Emotion is a representation of a human’s mental state, and it can help people with social interaction. People are used to recognising another person’s emotions and adjusting their behaviour based on that judgement. However, compared to trying to understand their emotion through intonation or body language, people are more comfortable with analysing facial expressions as it’s much easier and more practical. Automatically analysing facial expressions has become a state of art technique in computer vision, and this project attempts to extend the functionality and improve the performance of this technique.
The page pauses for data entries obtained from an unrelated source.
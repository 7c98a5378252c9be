//! Walks report documents and produces result records.

use serde_json::Value;

use crate::error::{AggregateError, AggregateResult};
use crate::model::TestResult;
use crate::report::{BuildReport, MatrixReport};
use crate::report_url;

/// Produce result records from a report document, in discovery order
/// (child, then suite, then case).
///
/// A document carrying `childReports` is a matrix report; anything else is
/// a single-build report yielding exactly one record.
pub fn extract_results(job_name: &str, report: &Value) -> AggregateResult<Vec<TestResult>> {
    if report.get("childReports").is_some() {
        extract_matrix(job_name, report)
    } else {
        extract_build(job_name, report).map(|result| vec![result])
    }
}

/// One build-level record for a single (non-matrix) build document.
///
/// The wire duration is in milliseconds; the record carries seconds.
pub fn extract_build(job_name: &str, report: &Value) -> AggregateResult<TestResult> {
    let build: BuildReport = deserialize(report)?;
    let status = build.result.ok_or_else(|| AggregateError::InvalidReport {
        message: format!("build result missing in {}", build.url),
    })?;

    TestResult::new(
        job_name,
        "",
        &build.full_display_name,
        build.duration / 1000.0,
        &status,
        "",
        report_url::normalize(&build.url)?,
    )
}

fn extract_matrix(job_name: &str, report: &Value) -> AggregateResult<Vec<TestResult>> {
    let matrix: MatrixReport = deserialize(report)?;

    let mut results = Vec::new();
    for child_report in &matrix.child_reports {
        let child_url = &child_report.child.url;
        let Some(child_result) = &child_report.result else {
            return Err(AggregateError::IncompleteData {
                url: child_url.clone(),
            });
        };

        let axis = report_url::extract_axis(child_url)?;
        for suite in &child_result.suites {
            for case in &suite.cases {
                let url = report_url::reconstruct(child_url, &case.class_name, &case.name)?;
                results.push(TestResult::new(
                    job_name,
                    &case.class_name,
                    &case.name,
                    case.duration,
                    &case.status,
                    &axis,
                    url,
                )?);
            }
        }
    }
    Ok(results)
}

fn deserialize<T: serde::de::DeserializeOwned>(value: &Value) -> AggregateResult<T> {
    serde_json::from_value(value.clone()).map_err(|e| AggregateError::InvalidReport {
        message: e.to_string(),
    })
}
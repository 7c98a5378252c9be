//! Result record produced by extraction.

use serde::Serialize;

use crate::error::{AggregateError, AggregateResult};

/// One test (or build) execution's timing and identity.
///
/// Constructed once during extraction and never mutated; held by
/// [`SlowestResults`](crate::store::SlowestResults) until evicted by
/// truncation or an explicit reset.
#[derive(Debug, Clone, PartialEq, Serialize)]
pub struct TestResult {
    /// CI job that produced the result.
    pub job_name: String,

    /// Fully-qualified test class; empty for build-level results.
    pub class_name: String,

    /// Test or build display name.
    pub name: String,

    /// Wall-clock duration in seconds.
    pub duration_secs: f64,

    /// Test status or build result (passed/failed/SUCCESS/...).
    pub status: String,

    /// Matrix axis label; empty for non-matrix builds.
    pub axis: String,

    /// Absolute, ASCII-safe link to the individual report page.
    pub url: String,
}

impl TestResult {
    /// Create a record, rejecting negative or non-finite durations.
    #[allow(clippy::too_many_arguments)]
    pub fn new(
        job_name: impl Into<String>,
        class_name: impl Into<String>,
        name: impl Into<String>,
        duration_secs: f64,
        status: impl Into<String>,
        axis: impl Into<String>,
        url: impl Into<String>,
    ) -> AggregateResult<Self> {
        let name = name.into();
        if !duration_secs.is_finite() || duration_secs < 0.0 {
            return Err(AggregateError::InvalidReport {
                message: format!("invalid duration {duration_secs} for {name}"),
            });
        }
        Ok(Self {
            job_name: job_name.into(),
            class_name: class_name.into(),
            name,
            duration_secs,
            status: status.into(),
            axis: axis.into(),
            url: url.into(),
        })
    }
}
//! Per-test report URL reconstruction and axis extraction.
//!
//! Child URLs arrive percent-encoded from the report tree. They are decoded
//! exactly once before assembly so reconstruction never double-encodes, and
//! the assembled URL is re-encoded as an ASCII-safe absolute URL at the end.

use percent_encoding::{percent_decode_str, utf8_percent_encode, AsciiSet, CONTROLS};
use url::Url;

use crate::error::{AggregateError, AggregateResult};

/// Marker token naming the axis variable inside a matrix child URL.
const AXIS_MARKER: &str = "AXIS_VARIABLE";

/// ASCII characters percent-encoded when serializing a reconstructed URL.
/// Non-ASCII bytes are always encoded.
const REPORT_PATH_SET: &AsciiSet = &CONTROLS
    .add(b' ')
    .add(b'"')
    .add(b'<')
    .add(b'>')
    .add(b'`')
    .add(b'{')
    .add(b'}')
    .add(b'#')
    .add(b'?');

/// Naming convention used for individual test report pages.
#[derive(Debug, Clone, Copy, PartialEq, Eq)]
pub enum NamingStrategy {
    /// JUnit-style pages: the test name is used verbatim, no trailing slash.
    Standard,

    /// Poshi-style pages: `[`, `]` and `#` collapse to `_` and the page URL
    /// carries a trailing slash.
    Poshi,
}

impl NamingStrategy {
    /// Classify a fully-qualified class name.
    pub fn classify(class_name: &str) -> Self {
        if class_name.contains("poshi") {
            Self::Poshi
        } else {
            Self::Standard
        }
    }

    fn segment(self, test_name: &str) -> String {
        match self {
            Self::Standard => test_name.to_string(),
            Self::Poshi => {
                let mut segment: String = test_name
                    .chars()
                    .map(|c| match c {
                        '[' | ']' | '#' => '_',
                        c => c,
                    })
                    .collect();
                segment.push('/');
                segment
            }
        }
    }
}

/// Build the `testReport/...` path for one test case.
///
/// The class name splits at its last `.`: package dots become path
/// separators, the simple class name follows, then the strategy-specific
/// test segment. A class name without a package uses no package path.
pub fn test_report_path(class_name: &str, test_name: &str, strategy: NamingStrategy) -> String {
    let (package, simple) = match class_name.rfind('.') {
        Some(idx) => (&class_name[..idx], &class_name[idx + 1..]),
        None => ("", class_name),
    };

    let mut path = String::from("testReport/");
    if !package.is_empty() {
        path.push_str(&package.replace('.', "/"));
        path.push('/');
    }
    path.push_str(simple);
    path.push('/');
    path.push_str(&strategy.segment(test_name));
    path
}

/// Reconstruct the absolute report page URL for one test case.
pub fn reconstruct(child_url: &str, class_name: &str, test_name: &str) -> AggregateResult<String> {
    let mut assembled = decode(child_url)?;
    if !assembled.ends_with('/') {
        assembled.push('/');
    }
    assembled.push_str(&test_report_path(
        class_name,
        test_name,
        NamingStrategy::classify(class_name),
    ));
    to_ascii_url(&assembled)
}

/// Normalize a build URL to an ASCII-safe absolute form.
pub fn normalize(build_url: &str) -> AggregateResult<String> {
    let decoded = decode(build_url)?;
    to_ascii_url(&decoded)
}

/// Extract the axis label (`AXIS_VARIABLE=<value>`) from a matrix child URL.
///
/// The label runs from the marker token to the following comma of the axis
/// combination; a URL without the marker yields an empty label.
pub fn extract_axis(child_url: &str) -> AggregateResult<String> {
    let decoded = decode(child_url)?;
    let Some(start) = decoded.find(AXIS_MARKER) else {
        return Ok(String::new());
    };
    let tail = &decoded[start..];
    let end = tail.find([',', '/']).unwrap_or(tail.len());
    Ok(tail[..end].to_string())
}

fn decode(url: &str) -> AggregateResult<String> {
    percent_decode_str(url)
        .decode_utf8()
        .map(|s| s.into_owned())
        .map_err(|e| AggregateError::InvalidUrl {
            url: url.to_string(),
            message: format!("percent-decoding produced invalid UTF-8: {e}"),
        })
}

fn to_ascii_url(assembled: &str) -> AggregateResult<String> {
    let encoded = utf8_percent_encode(assembled, REPORT_PATH_SET).to_string();
    Url::parse(&encoded).map_err(|e| AggregateError::InvalidUrl {
        url: encoded.clone(),
        message: e.to_string(),
    })?;
    Ok(encoded)
}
Most of the research in facial analysis is done using datasets of posed behaviour which are captured under controlled recording conditions. [1] However, recently researchers started to focus on using in-the-wild databases which means the images are taken spontaneously. It’s obvious that facial expressions of people under controlled environments can be different from the expressions under real-world conditions with the same emotions. So instead of using posed images as input data, I decided to use in-the-wild images.
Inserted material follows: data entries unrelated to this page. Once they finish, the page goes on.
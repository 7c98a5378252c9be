//! Aggregation entry point: fetch, extract, retry, merge.

use std::time::Duration;

use tracing::{debug, warn};

use crate::client::ReportClient;
use crate::config::AggregatorConfig;
use crate::error::{AggregateError, AggregateResult};
use crate::extract;
use crate::model::TestResult;
use crate::store::SlowestResults;

/// Retry behavior for child reports the CI server has not computed yet.
#[derive(Debug, Clone, Copy)]
pub struct RetryPolicy {
    /// Retries after the first attempt.
    pub max_retries: u32,

    /// Fixed wait between attempts.
    pub delay: Duration,
}

impl Default for RetryPolicy {
    fn default() -> Self {
        Self {
            max_retries: 5,
            delay: Duration::from_secs(30),
        }
    }
}

/// Polls a job's report tree and produces batches of result records.
#[derive(Debug, Clone)]
pub struct Aggregator {
    client: ReportClient,
    policy: RetryPolicy,
    deadline: Option<Duration>,
}

impl Aggregator {
    /// Create an aggregator from configuration.
    pub fn new(config: &AggregatorConfig) -> AggregateResult<Self> {
        Ok(Self {
            client: ReportClient::new(config)?,
            policy: RetryPolicy {
                max_retries: config.max_retries,
                delay: Duration::from_secs(config.retry_delay_secs),
            },
            deadline: config.deadline_secs.map(Duration::from_secs),
        })
    }

    /// Override the retry policy (tests use a zero delay).
    pub fn with_policy(mut self, policy: RetryPolicy) -> Self {
        self.policy = policy;
        self
    }

    /// Aggregate one job invocation into a batch of result records.
    ///
    /// Matrix sub-reports populate asynchronously after job completion, so
    /// "result not yet available" is absorbed by bounded retry; every other
    /// failure aborts immediately. The batch is complete or the call fails.
    pub async fn aggregate(
        &self,
        job_name: &str,
        build_url: &str,
    ) -> AggregateResult<Vec<TestResult>> {
        match self.deadline {
            Some(deadline) => {
                match tokio::time::timeout(deadline, self.aggregate_inner(job_name, build_url))
                    .await
                {
                    Ok(result) => result,
                    Err(_) => Err(AggregateError::DeadlineExceeded {
                        secs: deadline.as_secs(),
                    }),
                }
            }
            None => self.aggregate_inner(job_name, build_url).await,
        }
    }

    /// Aggregate and merge into `store`, all-or-nothing: a failed
    /// aggregation never mutates the store.
    pub async fn aggregate_into(
        &self,
        store: &SlowestResults,
        job_name: &str,
        build_url: &str,
    ) -> AggregateResult<()> {
        let batch = self.aggregate(job_name, build_url).await?;
        store.add(batch);
        Ok(())
    }

    async fn aggregate_inner(
        &self,
        job_name: &str,
        build_url: &str,
    ) -> AggregateResult<Vec<TestResult>> {
        // Source jobs publish a single build document instead of a test report.
        if is_source_build(build_url) {
            let report = self.client.fetch_build(build_url).await?;
            return extract::extract_build(job_name, &report).map(|result| vec![result]);
        }

        let mut attempts = 0u32;
        loop {
            attempts += 1;

            let report = match self.client.fetch_test_report(build_url).await {
                Ok(report) => report,
                Err(AggregateError::ReportNotFound { .. }) => {
                    // Jobs without a test report still expose build timing.
                    debug!(url = %build_url, "no test report; falling back to the build report");
                    let report = self.client.fetch_build(build_url).await?;
                    return extract::extract_build(job_name, &report).map(|result| vec![result]);
                }
                Err(e) => return Err(e),
            };

            match extract::extract_results(job_name, &report) {
                Ok(results) => return Ok(results),
                Err(AggregateError::IncompleteData { url }) => {
                    if attempts > self.policy.max_retries {
                        warn!(url = %url, attempts, "exceeded max retries");
                        return Err(AggregateError::ReportNeverAvailable { url, attempts });
                    }
                    warn!(
                        url = %url,
                        attempt = attempts,
                        delay_secs = self.policy.delay.as_secs(),
                        "result not yet available; retrying"
                    );
                    tokio::time::sleep(self.policy.delay).await;
                }
                Err(e) => return Err(e),
            }
        }
    }
}

/// Source jobs are recognized by their URL.
fn is_source_build(build_url: &str) -> bool {
    build_url.contains("-source")
}

#[cfg(test)]
mod tests {
    use std::time::Duration;

    use super::{is_source_build, RetryPolicy};

    #[test]
    fn default_policy_matches_the_documented_budget() {
        let policy = RetryPolicy::default();
        assert_eq!(policy.max_retries, 5);
        assert_eq!(policy.delay, Duration::from_secs(30));
    }

    #[test]
    fn source_builds_are_recognized_by_url() {
        assert!(is_source_build(
            "https://ci.example.com/job/portal-source/17/"
        ));
        assert!(!is_source_build(
            "https://ci.example.com/job/portal-acceptance/17/"
        ));
    }
}
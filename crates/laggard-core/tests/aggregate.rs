//! Integration tests for the aggregator.
//!
//! Uses wiremock for HTTP mocking. Tests cover matrix extraction, the
//! incomplete-data retry loop, the build-report fallback, source builds,
//! and the all-or-nothing store contract.

use std::time::Duration;

use serde_json::json;
use wiremock::matchers::{method, path};
use wiremock::{Mock, MockServer, ResponseTemplate};

use laggard_core::{AggregateError, Aggregator, AggregatorConfig, RetryPolicy, SlowestResults};

fn test_aggregator() -> Aggregator {
    let config = AggregatorConfig::default().with_timeout(5);
    Aggregator::new(&config)
        .expect("failed to create aggregator")
        .with_policy(RetryPolicy {
            max_retries: 2,
            delay: Duration::ZERO,
        })
}

fn case(class_name: &str, name: &str, duration: f64) -> serde_json::Value {
    json!({
        "className": class_name,
        "duration": duration,
        "name": name,
        "status": "PASSED",
    })
}

fn child(server_uri: &str, axis_value: u32, cases: Vec<serde_json::Value>) -> serde_json::Value {
    json!({
        "child": {
            "url": format!("{server_uri}/job/portal/AXIS_VARIABLE%3D{axis_value}%2Clabel%3Dslave/17/"),
        },
        "result": { "suites": [{ "cases": cases }] },
    })
}

fn incomplete_child(server_uri: &str, axis_value: u32) -> serde_json::Value {
    json!({
        "child": {
            "url": format!("{server_uri}/job/portal/AXIS_VARIABLE%3D{axis_value}%2Clabel%3Dslave/17/"),
        },
        "result": null,
    })
}

#[tokio::test]
async fn matrix_report_yields_cases_from_every_child() {
    let mock_server = MockServer::start().await;
    let uri = mock_server.uri();

    let report = json!({
        "childReports": [
            child(&uri, 1, vec![case("com.example.ATest", "a1", 1.5), case("com.example.ATest", "a2", 3.0)]),
            child(&uri, 2, vec![case("com.example.BTest", "b1", 0.5)]),
        ],
    });

    Mock::given(method("GET"))
        .and(path("/job/portal/17/testReport/api/json"))
        .respond_with(ResponseTemplate::new(200).set_body_json(report))
        .mount(&mock_server)
        .await;

    let results = test_aggregator()
        .aggregate("portal", &format!("{uri}/job/portal/17"))
        .await
        .expect("aggregation failed");

    let names: Vec<_> = results.iter().map(|r| r.name.as_str()).collect();
    assert_eq!(names, vec!["a1", "a2", "b1"]);
    assert_eq!(results[0].axis, "AXIS_VARIABLE=1");
    assert_eq!(results[2].axis, "AXIS_VARIABLE=2");
    assert!(results[0]
        .url
        .ends_with("/17/testReport/com/example/ATest/a1"));
}

#[tokio::test]
async fn incomplete_child_is_retried_until_the_report_appears() {
    let mock_server = MockServer::start().await;
    let uri = mock_server.uri();

    let complete_children = vec![
        child(&uri, 1, vec![case("com.example.ATest", "a1", 1.5)]),
        child(&uri, 2, vec![case("com.example.BTest", "b1", 2.5)]),
        child(&uri, 3, vec![case("com.example.CTest", "c1", 3.5)]),
    ];
    let mut incomplete_children = complete_children.clone();
    incomplete_children[1] = incomplete_child(&uri, 2);

    Mock::given(method("GET"))
        .and(path("/job/portal/17/testReport/api/json"))
        .respond_with(
            ResponseTemplate::new(200).set_body_json(json!({ "childReports": incomplete_children })),
        )
        .up_to_n_times(1)
        .mount(&mock_server)
        .await;

    Mock::given(method("GET"))
        .and(path("/job/portal/17/testReport/api/json"))
        .respond_with(
            ResponseTemplate::new(200).set_body_json(json!({ "childReports": complete_children })),
        )
        .mount(&mock_server)
        .await;

    let results = test_aggregator()
        .aggregate("portal", &format!("{uri}/job/portal/17"))
        .await
        .expect("aggregation failed");

    let names: Vec<_> = results.iter().map(|r| r.name.as_str()).collect();
    assert_eq!(names, vec!["a1", "b1", "c1"]);
}

#[tokio::test]
async fn persistent_incomplete_data_exhausts_the_retry_budget() {
    let mock_server = MockServer::start().await;
    let uri = mock_server.uri();
    let child_url = format!("{uri}/job/portal/AXIS_VARIABLE%3D2%2Clabel%3Dslave/17/");

    Mock::given(method("GET"))
        .and(path("/job/portal/17/testReport/api/json"))
        .respond_with(ResponseTemplate::new(200).set_body_json(json!({
            "childReports": [incomplete_child(&uri, 2)],
        })))
        .expect(3)
        .mount(&mock_server)
        .await;

    let err = test_aggregator()
        .aggregate("portal", &format!("{uri}/job/portal/17"))
        .await
        .unwrap_err();

    match err {
        AggregateError::ReportNeverAvailable { url, attempts } => {
            assert_eq!(url, child_url);
            assert_eq!(attempts, 3);
        }
        other => panic!("expected ReportNeverAvailable, got {other}"),
    }
}

#[tokio::test]
async fn default_budget_is_five_retries_after_the_first_attempt() {
    let mock_server = MockServer::start().await;
    let uri = mock_server.uri();

    Mock::given(method("GET"))
        .and(path("/job/portal/17/testReport/api/json"))
        .respond_with(ResponseTemplate::new(200).set_body_json(json!({
            "childReports": [incomplete_child(&uri, 1)],
        })))
        .expect(6)
        .mount(&mock_server)
        .await;

    let aggregator = Aggregator::new(&AggregatorConfig::default().with_timeout(5))
        .expect("failed to create aggregator")
        .with_policy(RetryPolicy {
            max_retries: RetryPolicy::default().max_retries,
            delay: Duration::ZERO,
        });

    let err = aggregator
        .aggregate("portal", &format!("{uri}/job/portal/17"))
        .await
        .unwrap_err();

    match err {
        AggregateError::ReportNeverAvailable { attempts, .. } => assert_eq!(attempts, 6),
        other => panic!("expected ReportNeverAvailable, got {other}"),
    }
}

#[tokio::test]
async fn server_errors_are_not_retried() {
    let mock_server = MockServer::start().await;
    let uri = mock_server.uri();

    Mock::given(method("GET"))
        .and(path("/job/portal/17/testReport/api/json"))
        .respond_with(ResponseTemplate::new(503))
        .expect(1)
        .mount(&mock_server)
        .await;

    let err = test_aggregator()
        .aggregate("portal", &format!("{uri}/job/portal/17"))
        .await
        .unwrap_err();

    assert!(matches!(err, AggregateError::Http { status: 503, .. }));
}

#[tokio::test]
async fn source_builds_read_the_build_document() {
    let mock_server = MockServer::start().await;
    let uri = mock_server.uri();

    Mock::given(method("GET"))
        .and(path("/job/portal-source/17/api/json"))
        .respond_with(ResponseTemplate::new(200).set_body_json(json!({
            "duration": 45000,
            "fullDisplayName": "portal-source #17",
            "result": "SUCCESS",
            "url": format!("{uri}/job/portal-source/17/"),
        })))
        .mount(&mock_server)
        .await;

    let results = test_aggregator()
        .aggregate("portal-source", &format!("{uri}/job/portal-source/17"))
        .await
        .expect("aggregation failed");

    assert_eq!(results.len(), 1);
    assert_eq!(results[0].duration_secs, 45.0);
    assert_eq!(results[0].axis, "");
    assert_eq!(results[0].class_name, "");
}

#[tokio::test]
async fn missing_test_report_falls_back_to_the_build_document() {
    let mock_server = MockServer::start().await;
    let uri = mock_server.uri();

    Mock::given(method("GET"))
        .and(path("/job/portal/17/testReport/api/json"))
        .respond_with(ResponseTemplate::new(404))
        .mount(&mock_server)
        .await;

    Mock::given(method("GET"))
        .and(path("/job/portal/17/api/json"))
        .respond_with(ResponseTemplate::new(200).set_body_json(json!({
            "duration": 600000,
            "fullDisplayName": "portal #17",
            "result": "UNSTABLE",
            "url": format!("{uri}/job/portal/17/"),
        })))
        .mount(&mock_server)
        .await;

    let results = test_aggregator()
        .aggregate("portal", &format!("{uri}/job/portal/17"))
        .await
        .expect("aggregation failed");

    assert_eq!(results.len(), 1);
    assert_eq!(results[0].duration_secs, 600.0);
    assert_eq!(results[0].status, "UNSTABLE");
}

#[tokio::test]
async fn failed_aggregation_never_mutates_the_store() {
    let mock_server = MockServer::start().await;
    let uri = mock_server.uri();

    Mock::given(method("GET"))
        .and(path("/job/portal/17/testReport/api/json"))
        .respond_with(ResponseTemplate::new(200).set_body_json(json!({
            "childReports": [
                child(&uri, 1, vec![case("com.example.ATest", "a1", 1.5)]),
                incomplete_child(&uri, 2),
            ],
        })))
        .mount(&mock_server)
        .await;

    let store = SlowestResults::new(10);
    let err = test_aggregator()
        .aggregate_into(&store, "portal", &format!("{uri}/job/portal/17"))
        .await
        .unwrap_err();

    assert!(matches!(err, AggregateError::ReportNeverAvailable { .. }));
    assert!(store.is_empty());
}

#[tokio::test]
async fn successful_batches_merge_into_a_bounded_ranking() {
    let mock_server = MockServer::start().await;
    let uri = mock_server.uri();

    Mock::given(method("GET"))
        .and(path("/job/portal/17/testReport/api/json"))
        .respond_with(ResponseTemplate::new(200).set_body_json(json!({
            "childReports": [child(&uri, 1, vec![
                case("com.example.ATest", "a1", 1.5),
                case("com.example.ATest", "a2", 9.0),
            ])],
        })))
        .mount(&mock_server)
        .await;

    Mock::given(method("GET"))
        .and(path("/job/other/3/testReport/api/json"))
        .respond_with(ResponseTemplate::new(200).set_body_json(json!({
            "childReports": [child(&uri, 1, vec![
                case("com.example.BTest", "b1", 4.0),
            ])],
        })))
        .mount(&mock_server)
        .await;

    let aggregator = test_aggregator();
    let store = SlowestResults::new(2);
    aggregator
        .aggregate_into(&store, "portal", &format!("{uri}/job/portal/17"))
        .await
        .expect("first aggregation failed");
    aggregator
        .aggregate_into(&store, "other", &format!("{uri}/job/other/3"))
        .await
        .expect("second aggregation failed");

    let snapshot = store.snapshot();
    let names: Vec<_> = snapshot.iter().map(|r| r.name.as_str()).collect();
    assert_eq!(names, vec!["a2", "b1"]);
}

#[tokio::test]
async fn deadline_bounds_a_stuck_aggregation() {
    let mock_server = MockServer::start().await;
    let uri = mock_server.uri();

    Mock::given(method("GET"))
        .and(path("/job/portal/17/testReport/api/json"))
        .respond_with(ResponseTemplate::new(200).set_body_json(json!({
            "childReports": [incomplete_child(&uri, 1)],
        })))
        .mount(&mock_server)
        .await;

    let config = AggregatorConfig::default()
        .with_timeout(5)
        .with_retry_delay(30)
        .with_deadline(1);
    let aggregator = Aggregator::new(&config).expect("failed to create aggregator");

    let err = aggregator
        .aggregate("portal", &format!("{uri}/job/portal/17"))
        .await
        .unwrap_err();

    assert!(matches!(err, AggregateError::DeadlineExceeded { secs: 1 }));
}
There have been projects using in-the-wild images to construct models[2], but like other research in this area, most of the images used for facial analysis have low or normal resolution(800x600). Normally, the resolution of the images can’t be too small as it could lose important information. The resolution also shouldn’t be too big either, as the dimensions and size of neural networks can grow significantly as the resolution does. However, high resolution images contain more information than normal images, if a model can be trained using a 4k resolution database, the model may outperform other existed models. The purpose of this project, is to research on whether the latest models are able to handle 4k images as input, and will it be able to classify the emotion accurately.

2 background

2.1 Human emotions and emotion recognition

Emotion is a mental state related with a human’s behaviour, thoughts and feelings.[8] It was widely accepted that human emotion can be classified into six basic emotions: surprise, fear, disgust, anger, happiness and sadness. [9]

In Scherer’s components processing model of emotion, a person’s emotions requires a period of time in order for them to fully processes the five different components synchronously and coordinately. These components are [9] :

  • Cognitive appraisal: provides an evaluation of events and objects.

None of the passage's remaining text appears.